Had people said "garbage collection doesn't solve all the edge cases, 
therefore its not worth doing" where would we be?

I don't know how big a problem the current lack of deterministic GC 
of resources opened in generators actually is. I guess that users of 
CPython will have *no idea*, because most of the time the ref counter 
will cleanup quite early. But not all Pythons are CPython, and despite 
my earlier post, I now think I've changed my mind and support this 
proposal.

One reason for this is that I thought hard about my own code where I use 
the double-for-loop idiom:

for x in iterator:
    if cond: break
    ...

# later
for y in iterator: # same iterator
   ...


and I realised:

(1) I don't do this *that* often;
(2) when I do, it really wouldn't be that big a problem for me to 
    guard against auto-closing:

for x in protect(iterator):
    if cond: break
    ...

(3) if I need to write hybrid code that runs over multiple versions, 
that's easy too:

try:
    from itertools import protect
except ImportError:
    def protect(it):
        return it



> Yes, mainly iterator wrappers.  You'll also will need to educate users 
> to refactor (more on that below) their __del__ methods to 
> __(a)iterclose__ in 3.6.

Couldn't __(a)iterclose__ automatically call __del__ if it exists? Seems 
like a reasonable thing to inherit from object.
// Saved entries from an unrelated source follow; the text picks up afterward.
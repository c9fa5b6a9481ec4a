//! `manifest.json` package metadata.
//!
//! The document is kept as opaque JSON: only a handful of well-known keys
//! are read, and `prerequisites`/`compatibility` are carried through as-is.

use std::path::Path;

use serde_json::Value;

use crate::error::Result;

pub const MANIFEST_FILE: &str = "manifest.json";

#[derive(Debug, Clone, PartialEq)]
pub struct PackageManifest(Value);

impl PackageManifest {
    #[must_use]
    pub fn new(value: Value) -> Self {
        Self(value)
    }

    pub fn parse(raw: &str) -> Result<Self> {
        Ok(Self(serde_json::from_str(raw)?))
    }

    fn str_field(&self, key: &str) -> Option<String> {
        self.0
            .get(key)
            .and_then(Value::as_str)
            .map(str::trim)
            .filter(|s| !s.is_empty())
            .map(str::to_string)
    }

    pub fn name(&self) -> Option<String> {
        self.str_field("name")
    }

    pub fn description(&self) -> Option<String> {
        self.str_field("description")
    }

    pub fn version(&self) -> Option<String> {
        self.str_field("version")
    }

    /// `author` as a string, or the `name` of an author object.
    pub fn author(&self) -> Option<String> {
        match self.0.get("author")? {
            Value::String(s) => Some(s.trim().to_string()).filter(|s| !s.is_empty()),
            Value::Object(map) => map
                .get("name")
                .and_then(Value::as_str)
                .map(str::to_string),
            _ => None,
        }
    }

    /// String entries of `tags`; non-string entries are skipped.
    pub fn tags(&self) -> Vec<String> {
        self.0
            .get("tags")
            .and_then(Value::as_array)
            .map(|items| {
                items
                    .iter()
                    .filter_map(Value::as_str)
                    .map(str::to_string)
                    .collect()
            })
            .unwrap_or_default()
    }

    pub fn instructions(&self) -> Option<String> {
        self.str_field("instructions")
    }

    pub fn prerequisites(&self) -> Option<Value> {
        self.0.get("prerequisites").filter(|v| !v.is_null()).cloned()
    }

    pub fn compatibility(&self) -> Option<Value> {
        self.0.get("compatibility").filter(|v| !v.is_null()).cloned()
    }

    pub fn as_value(&self) -> &Value {
        &self.0
    }
}

/// Read `<dir>/manifest.json`. `Ok(None)` when the file does not exist.
pub async fn read_package_manifest(dir: &Path) -> Result<Option<PackageManifest>> {
    match tokio::fs::read_to_string(dir.join(MANIFEST_FILE)).await {
        Ok(raw) => PackageManifest::parse(&raw).map(Some),
        Err(e) if e.kind() == std::io::ErrorKind::NotFound => Ok(None),
        Err(e) => Err(e.into()),
    }
}
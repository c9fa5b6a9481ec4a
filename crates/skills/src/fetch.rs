//! Download remote manifest text.

use tracing::debug;

use crate::error::{Error, Result};

/// HTTP client used for remote fetches.
pub fn build_client(user_agent: &str) -> Result<reqwest::Client> {
    Ok(reqwest::Client::builder().user_agent(user_agent).build()?)
}

/// Rewrite a GitHub `blob` page URL to its raw-content URL. Other URLs are
/// returned unchanged.
#[must_use]
pub fn raw_github_url(url: &str) -> String {
    let trimmed = url.trim();
    let Some(path) = trimmed
        .strip_prefix("https://github.com/")
        .or_else(|| trimmed.strip_prefix("https://www.github.com/"))
    else {
        return trimmed.to_string();
    };

    let mut parts = path.splitn(4, '/');
    match (parts.next(), parts.next(), parts.next(), parts.next()) {
        (Some(owner), Some(repo), Some("blob"), Some(rest)) if !rest.is_empty() => {
            format!("https://raw.githubusercontent.com/{owner}/{repo}/{rest}")
        },
        _ => trimmed.to_string(),
    }
}

/// GET `url` and return the body as text.
///
/// Anything but `200 OK` fails with [`Error::HttpStatus`]. With `max_bytes`
/// the body is read chunk by chunk and abandoned once it grows past the cap.
pub async fn fetch_remote_content(
    client: &reqwest::Client,
    url: &str,
    max_bytes: Option<u64>,
) -> Result<String> {
    let mut response = client.get(url).send().await?;
    let status = response.status();
    if status != reqwest::StatusCode::OK {
        return Err(Error::HttpStatus {
            url: url.to_string(),
            status: status.as_u16(),
        });
    }

    let too_large = |limit| Error::TooLarge {
        url: url.to_string(),
        limit,
    };
    if let (Some(limit), Some(declared)) = (max_bytes, response.content_length())
        && declared > limit
    {
        return Err(too_large(limit));
    }

    let mut body: Vec<u8> = Vec::new();
    while let Some(chunk) = response.chunk().await? {
        body.extend_from_slice(&chunk);
        if let Some(limit) = max_bytes
            && body.len() as u64 > limit
        {
            return Err(too_large(limit));
        }
    }

    debug!(%url, bytes = body.len(), "fetched remote content");
    Ok(String::from_utf8_lossy(&body).into_owned())
}
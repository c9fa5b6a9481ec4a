use std::path::{Path, PathBuf};

use {
    anyhow::{Context, Result, bail},
    clap::Subcommand,
    prompthub_skills::{
        InstallMode, NewSkill, SkillPatch, ValidationReport,
        parse::parse_manifest,
        validate::{validate_manifest, validate_package},
    },
    serde_json::Value,
};

use crate::open_service;

#[derive(Subcommand)]
pub enum SkillAction {
    /// List skills in the library.
    List {
        /// Print JSON instead of a table.
        #[arg(long)]
        json: bool,
    },
    /// Show one skill by id or name.
    Show { skill: String },
    /// Add a skill from a SKILL.md file.
    Create { path: PathBuf },
    /// Clone a GitHub repository and add it to the library.
    Add { url: String },
    /// Mark or unmark a skill as a favorite.
    Favorite {
        skill: String,
        /// Remove the favorite mark.
        #[arg(long)]
        unset: bool,
    },
    /// Delete a skill from the library.
    Remove { skill: String },
    /// Scan supported tools' skill directories and import what is found.
    Scan {
        /// List what would be imported without writing anything.
        #[arg(long)]
        preview: bool,
    },
    /// Validate a SKILL.md file or a skill package directory.
    Validate { path: PathBuf },
    /// Print a skill as SKILL.md text, or as JSON.
    Export {
        skill: String,
        #[arg(long)]
        json: bool,
    },
    /// Import a skill from exported JSON (`-` reads stdin).
    Import { path: PathBuf },
    /// Download SKILL.md text from a URL and print it.
    Fetch { url: String },
    /// Install a library skill into tools' skill directories.
    Install {
        skill: String,
        /// Target platform id; repeat for several.
        #[arg(long, short, required = true)]
        platform: Vec<String>,
        /// `copy` writes a SKILL.md; `symlink` links to a canonical copy.
        #[arg(long, default_value = "copy")]
        mode: InstallMode,
    },
    /// Remove a skill from tools' skill directories.
    Uninstall {
        skill: String,
        #[arg(long, short, required = true)]
        platform: Vec<String>,
    },
    /// Show which tools have the skill installed.
    Status { skill: String },
}

pub async fn handle_skills(action: SkillAction) -> Result<()> {
    if let SkillAction::Validate { path } = &action {
        return validate(path).await;
    }

    let service = open_service().await?;
    match action {
        SkillAction::List { json } => {
            let skills = service.list().await?;
            if json {
                println!("{}", serde_json::to_string_pretty(&skills)?);
            } else if skills.is_empty() {
                println!("No skills in the library.");
            } else {
                for s in &skills {
                    let star = if s.is_favorite { "*" } else { " " };
                    println!("{star} {:<32} {:<10} {}", s.name, s.version, s.description);
                }
            }
        },
        SkillAction::Show { skill } => {
            let skill = service.find_skill(&skill).await?;
            println!("{}", serde_json::to_string_pretty(&skill)?);
        },
        SkillAction::Create { path } => {
            let raw = tokio::fs::read_to_string(&path)
                .await
                .with_context(|| format!("failed to read {}", path.display()))?;
            let report = validate_manifest(&raw, None);
            if !report.is_valid() {
                print_report(&path, &report);
                bail!("{} is not a valid skill manifest", path.display());
            }
            let parsed = parse_manifest(&raw);
            let fm = parsed.frontmatter;
            let skill = service
                .create(NewSkill {
                    name: fm.name,
                    description: fm.description.unwrap_or_default(),
                    instructions: Some(parsed.body),
                    version: fm.version,
                    author: fm.author,
                    tags: fm.tags,
                    compatibility: fm.compatibility.map(Value::String),
                    ..Default::default()
                })
                .await?;
            println!("Created {} ({})", skill.name, skill.id);
        },
        SkillAction::Add { url } => {
            let id = service.create_from_source(&url).await?;
            println!("Installed {url} as {id}");
        },
        SkillAction::Favorite { skill, unset } => {
            let found = service.find_skill(&skill).await?;
            let updated = service
                .update(&found.id, SkillPatch {
                    is_favorite: Some(!unset),
                    ..Default::default()
                })
                .await?;
            println!(
                "{} {}",
                updated.name,
                if updated.is_favorite {
                    "marked as favorite"
                } else {
                    "unmarked"
                }
            );
        },
        SkillAction::Remove { skill } => {
            let found = service.find_skill(&skill).await?;
            if service.delete(&found.id).await? {
                println!("Removed {}", found.name);
            }
        },
        SkillAction::Scan { preview: true } => {
            let found = service.scan_preview().await;
            if found.is_empty() {
                println!("No skills found.");
            }
            for s in &found {
                println!(
                    "{:<32} [{}] {}",
                    s.name,
                    s.platforms.join(", "),
                    s.file_path.display()
                );
            }
        },
        SkillAction::Scan { preview: false } => {
            let report = service.scan_and_import().await;
            println!(
                "Imported {}, skipped {}, failed {}",
                report.imported, report.skipped, report.failed
            );
            for e in &report.errors {
                eprintln!("  {e}");
            }
        },
        SkillAction::Export { skill, json } => {
            let out = if json {
                service.export_json(&skill).await?
            } else {
                service.export_manifest(&skill).await?
            };
            println!("{}", out.trim_end());
        },
        SkillAction::Import { path } => {
            let raw = if path.as_os_str() == "-" {
                std::io::read_to_string(std::io::stdin())?
            } else {
                tokio::fs::read_to_string(&path)
                    .await
                    .with_context(|| format!("failed to read {}", path.display()))?
            };
            let skill = service.import_json(&raw).await?;
            println!("Imported {} ({})", skill.name, skill.id);
        },
        SkillAction::Fetch { url } => {
            print!("{}", service.fetch_remote_content(&url).await?);
        },
        SkillAction::Install {
            skill,
            platform,
            mode,
        } => {
            for p in &platform {
                let target = service.install_manifest(p, &skill, mode).await?;
                println!("{p}: {}", target.display());
            }
        },
        SkillAction::Uninstall { skill, platform } => {
            for p in &platform {
                let removed = service.uninstall_manifest(p, &skill).await?;
                println!("{p}: {}", if removed { "removed" } else { "not installed" });
            }
        },
        SkillAction::Status { skill } => {
            for (platform, installed) in service.manifest_install_status(&skill).await? {
                println!("{platform:<16} {}", if installed { "installed" } else { "-" });
            }
        },
        SkillAction::Validate { .. } => {},
    }
    Ok(())
}

/// ANSI color codes.
const RED: &str = "\x1b[31m";
const YELLOW: &str = "\x1b[33m";
const BOLD: &str = "\x1b[1m";
const RESET: &str = "\x1b[0m";

async fn validate(path: &Path) -> Result<()> {
    let report = if tokio::fs::metadata(path).await.is_ok_and(|m| m.is_file()) {
        let raw = tokio::fs::read_to_string(path).await?;
        let dir_name = path
            .parent()
            .and_then(Path::file_name)
            .and_then(|n| n.to_str());
        validate_manifest(&raw, dir_name)
    } else {
        validate_package(path).await?
    };

    print_report(path, &report);
    if !report.is_valid() {
        std::process::exit(1);
    }
    Ok(())
}

fn print_report(path: &Path, report: &ValidationReport) {
    eprintln!("Checking {}\n", path.display());
    for e in &report.errors {
        eprintln!("  {BOLD}{RED}error{RESET} {e}");
    }
    for w in &report.warnings {
        eprintln!("  {BOLD}{YELLOW}warning{RESET} {w}");
    }
    if !report.errors.is_empty() || !report.warnings.is_empty() {
        eprintln!();
    }
    if report.is_valid() && report.warnings.is_empty() {
        eprintln!("No issues found.");
    } else {
        eprintln!(
            "{} error(s), {} warning(s)",
            report.errors.len(),
            report.warnings.len()
        );
    }
}
//! Scan platform skill directories for `SKILL.md` packages.
//!
//! Two modes share one traversal: [`scan_and_import`] persists what it finds
//! and reports per-candidate outcomes, [`scan_preview`] only reads.

use std::path::{Path, PathBuf};

#[cfg(feature = "metrics")]
use {crate::metric_names, metrics::counter};
use {
    serde::{Deserialize, Serialize},
    serde_json::Value,
    tracing::{debug, info, warn},
};

use crate::{
    error::{Error, Result},
    install::SKILL_FILE,
    manifest::{PackageManifest, read_package_manifest},
    parse::{ParsedManifest, parse_manifest},
    platform::{RootOwner, ScanRoot},
    store::SkillStore,
    types::{NewSkill, ScannedSkill},
    validate::{ensure_valid_name, slugify},
};

/// Tags given to imported skills whose frontmatter declares none.
pub const LOCAL_TAGS: [&str; 2] = ["local", "discovered"];

/// Outcome of an import scan. Failures never abort the batch.
#[derive(Debug, Clone, Default, PartialEq, Eq, Serialize, Deserialize)]
pub struct ScanReport {
    pub imported: usize,
    /// Already in the library under the same name.
    pub skipped: usize,
    pub failed: usize,
    /// One message per failed candidate or unreadable root.
    pub errors: Vec<String>,
}

impl ScanReport {
    #[must_use]
    pub fn total(&self) -> usize {
        self.imported + self.skipped + self.failed
    }

    fn fail(&mut self, message: String) {
        self.failed += 1;
        self.errors.push(message);
    }
}

/// Immediate subdirectories of `root` containing a `SKILL.md`, sorted by
/// directory name. A missing root yields nothing.
async fn candidate_dirs(root: &Path) -> Result<Vec<PathBuf>> {
    let mut entries = match tokio::fs::read_dir(root).await {
        Ok(entries) => entries,
        Err(e) if e.kind() == std::io::ErrorKind::NotFound => return Ok(Vec::new()),
        Err(e) => return Err(e.into()),
    };

    let mut dirs = Vec::new();
    while let Some(entry) = entries.next_entry().await? {
        let path = entry.path();
        // Follows symlinks so linked installs are picked up.
        let is_dir = tokio::fs::metadata(&path)
            .await
            .map(|m| m.is_dir())
            .unwrap_or(false);
        if is_dir && tokio::fs::try_exists(path.join(SKILL_FILE)).await.unwrap_or(false) {
            dirs.push(path);
        }
    }
    dirs.sort();
    Ok(dirs)
}

fn dir_name(dir: &Path) -> String {
    dir.file_name()
        .map(|n| n.to_string_lossy().into_owned())
        .unwrap_or_default()
}

async fn sibling_manifest(dir: &Path) -> Option<PackageManifest> {
    match read_package_manifest(dir).await {
        Ok(manifest) => manifest,
        Err(e) => {
            warn!(dir = %dir.display(), error = %e, "ignoring invalid manifest.json");
            None
        },
    }
}

/// Scan every root and create a library record for each package found.
///
/// Missing roots are skipped silently. A name already in the library counts
/// as skipped; read, validation and storage failures count as failed.
pub async fn scan_and_import(roots: &[ScanRoot], store: &dyn SkillStore) -> ScanReport {
    let mut report = ScanReport::default();

    for root in roots {
        let dirs = match candidate_dirs(&root.dir).await {
            Ok(dirs) => dirs,
            Err(e) => {
                report.fail(format!("{}: {e}", root.dir.display()));
                continue;
            },
        };

        for dir in dirs {
            let input = match local_skill(&dir, root.primary()).await {
                Ok(input) => input,
                Err(e) => {
                    report.fail(format!("{}: {e}", dir.display()));
                    continue;
                },
            };
            let name = input.name.clone();
            match store.create(input).await {
                Ok(skill) => {
                    debug!(name = %skill.name, dir = %dir.display(), "imported local skill");
                    report.imported += 1;
                },
                Err(Error::Conflict { .. }) => {
                    debug!(%name, "skill already in library");
                    report.skipped += 1;
                },
                Err(e) => report.fail(format!("{}: {e}", dir.display())),
            }
        }
    }

    #[cfg(feature = "metrics")]
    {
        counter!(metric_names::SCAN_IMPORTED_TOTAL).increment(report.imported as u64);
        counter!(metric_names::SCAN_SKIPPED_TOTAL).increment(report.skipped as u64);
        counter!(metric_names::SCAN_FAILED_TOTAL).increment(report.failed as u64);
    }

    info!(
        imported = report.imported,
        skipped = report.skipped,
        failed = report.failed,
        "local skill scan finished"
    );
    report
}

/// Build the library record for one package directory.
///
/// Frontmatter wins; `manifest.json` fills gaps and supplies the structured
/// `prerequisites`/`compatibility` blobs.
async fn local_skill(dir: &Path, owner: Option<&RootOwner>) -> Result<NewSkill> {
    let raw = tokio::fs::read_to_string(dir.join(SKILL_FILE)).await?;
    let parsed = parse_manifest(&raw);
    let manifest = sibling_manifest(dir).await;
    let input = merge_local(&parsed, manifest.as_ref(), &dir_name(dir), owner);
    ensure_valid_name(&input.name)?;
    Ok(input)
}

/// Frontmatter name, then `manifest.json` name, then the slugified
/// directory name. Both scan modes key records by this.
fn record_name(
    parsed: &ParsedManifest,
    manifest: Option<&PackageManifest>,
    dir_name: &str,
) -> String {
    Some(parsed.frontmatter.name.clone())
        .filter(|n| !n.is_empty())
        .or_else(|| manifest.and_then(PackageManifest::name))
        .unwrap_or_else(|| slugify(dir_name))
}

fn merge_local(
    parsed: &ParsedManifest,
    manifest: Option<&PackageManifest>,
    dir_name: &str,
    owner: Option<&RootOwner>,
) -> NewSkill {
    let fm = &parsed.frontmatter;

    let name = record_name(parsed, manifest, dir_name);
    let description = fm
        .description
        .clone()
        .or_else(|| manifest.and_then(PackageManifest::description))
        .unwrap_or_default();

    let mut tags = fm.tags.clone();
    if tags.is_empty() {
        tags = manifest.map(PackageManifest::tags).unwrap_or_default();
    }
    if tags.is_empty() {
        tags = LOCAL_TAGS.iter().map(|t| (*t).to_string()).collect();
    }
    if let Some(owner) = owner
        && !tags.iter().any(|t| t.eq_ignore_ascii_case(&owner.id))
    {
        tags.push(owner.id.clone());
    }

    let instructions = Some(parsed.body.clone())
        .filter(|b| !b.trim().is_empty())
        .or_else(|| manifest.and_then(PackageManifest::instructions))
        .unwrap_or_else(|| description.clone());

    NewSkill {
        name,
        description,
        instructions: Some(instructions),
        version: fm
            .version
            .clone()
            .or_else(|| manifest.and_then(PackageManifest::version)),
        author: fm
            .author
            .clone()
            .or_else(|| manifest.and_then(PackageManifest::author)),
        tags,
        prerequisites: manifest.and_then(PackageManifest::prerequisites),
        compatibility: manifest
            .and_then(PackageManifest::compatibility)
            .or_else(|| fm.compatibility.clone().map(Value::String)),
        ..Default::default()
    }
}

/// Read-only scan: one entry per distinct name, in encounter order.
///
/// The first occurrence supplies the record; later occurrences only add
/// their platform names. Unreadable packages are logged and skipped.
pub async fn scan_preview(roots: &[ScanRoot]) -> Vec<ScannedSkill> {
    let mut found: Vec<ScannedSkill> = Vec::new();

    for root in roots {
        let dirs = match candidate_dirs(&root.dir).await {
            Ok(dirs) => dirs,
            Err(e) => {
                warn!(root = %root.dir.display(), error = %e, "failed to list skills directory");
                continue;
            },
        };
        let platforms: Vec<String> = root.owners.iter().map(|o| o.name.clone()).collect();

        for dir in dirs {
            let skill_md = dir.join(SKILL_FILE);
            let raw = match tokio::fs::read_to_string(&skill_md).await {
                Ok(raw) => raw,
                Err(e) => {
                    warn!(path = %skill_md.display(), error = %e, "failed to read SKILL.md");
                    continue;
                },
            };
            let parsed = parse_manifest(&raw);
            let manifest = sibling_manifest(&dir).await;
            let name = record_name(&parsed, manifest.as_ref(), &dir_name(&dir));
            let fm = parsed.frontmatter;

            if let Some(existing) = found.iter_mut().find(|s| s.name == name) {
                for platform in &platforms {
                    if !existing.platforms.contains(platform) {
                        existing.platforms.push(platform.clone());
                    }
                }
                continue;
            }

            found.push(ScannedSkill {
                name,
                description: fm.description.unwrap_or_default(),
                version: fm.version,
                author: fm.author,
                tags: fm.tags,
                instructions: parsed.body,
                file_path: skill_md,
                platforms: platforms.clone(),
            });
        }
    }

    found
}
> A lot of code that you find on stackoverflow etc will be broken.

"A lot"? Or a little? Are you guessing, or did you actually count it?

If we are worried about code like this:


it = iter([1, 2, 3])
a = list(it)
# currently b will be [], with this proposal it will raise RuntimeError
b = list(it)


we can soften the proposal's recommendation that iterators raise 
RuntimeError on calling next() when they are closed. I've suggested that 
"whatever exception makes sense" should be the rule. Iterators with no 
resources to close can simply raise StopIteration instead. That will 
preserve the current behaviour.


> Porting 
> code from Python2/<3.6 will be challenging.  People are still struggling 
> to understand 'dict.keys()'-like views in Python 3.

I spend a lot of time on the tutor and python-list mailing lists, and a 
little bit of time on Reddit /python, and I don't think I've ever seen 
anyone struggle with those. I'm sure it happens, but I don't think it 
happens often. After all, for the most common use-case, there's no real 
difference between Python 2 and 3:

    for key, value in mydict.items():
        ...


[...]
> With you proposal, to achieve the same (and make the code compatible 
> with new for-loop semantics), users will have to implement both 
> __iterclose__ and __del__.

As I ask above, couldn't we just inherit a default __(a)iterclose__ from 
object that looks like this?

    def __iterclose__(self):
        finalizer = getattr(type(self), '__del__', None)
        if finalizer:
            finalizer(self)


I know it looks a bit funny for non-iterables to have an iterclose 
method, but they'll never actually be called.


[...]
> The __(a)iterclose__ semantics is clear.  What's not clear is how much 
> harm changing the semantics of for-loops will do (and how to quantify 
> the amount of good :))


The "easy" way to find out (easy for those who aren't volunteering to do 
the work) is to fork Python, make the change, and see what breaks. I 
suspect not much, and most of the breakage will be easy to fix.

As for the amount of good, this proposal originally came from PyPy. I 
expect that CPython users won't appreciate it as much as PyPy users, and 
Jython/IronPython users when they eventually support Python 3.x.